**What you are asked to do**
I'd like every line from the material below that has "prelude" in it.

**Dataset**
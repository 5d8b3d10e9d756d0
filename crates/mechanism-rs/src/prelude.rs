//! The common entry points, re-exported flat so a caller can `use mechanism_rs::prelude::*;`
//! instead of reaching into each sub-crate individually.

// Model
pub use crate::model::{BodyId, JointId, Mechanism, STANDARD_GRAVITY, WORLD_ID};

// Joints
pub use crate::joint::{JointLimits, JointModel, JointType, JointWrapper};

// State
pub use crate::state::{MechanismState, StateError};

// Algorithms
pub use crate::algorithms::{
    bias_forces, bias_forces_with_external, forward_dynamics, forward_dynamics_with_external,
    geometric_jacobian, inverse_dynamics, mass_matrix, momentum, momentum_matrix, point_jacobian,
    relative_jacobian, AlgorithmsError, DynamicsResult,
};

// Cache registry
pub use crate::cache::{DynamicsResultCache, SegmentedVectorCache, StateCache};

// Contact
pub use crate::contact::{ContactModel, ContactPoint, HuntCrossleyCoulombModel};

// Combined contact + dynamics step
pub use crate::dynamics::{dynamics, ContactInput};

// Spatial
pub use crate::spatial::scalar::{Dual, Scalar};
pub use crate::spatial::{FrameId, Rotation3, SpatialInertia, Symmetric3, Transform, Twist, Vector3, Wrench};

**Your solution**
filename crates/mechanism-rs/src/prelude.rs
//! The common entry points, re-exported flat so a caller can `use mechanism_rs::prelude::*;`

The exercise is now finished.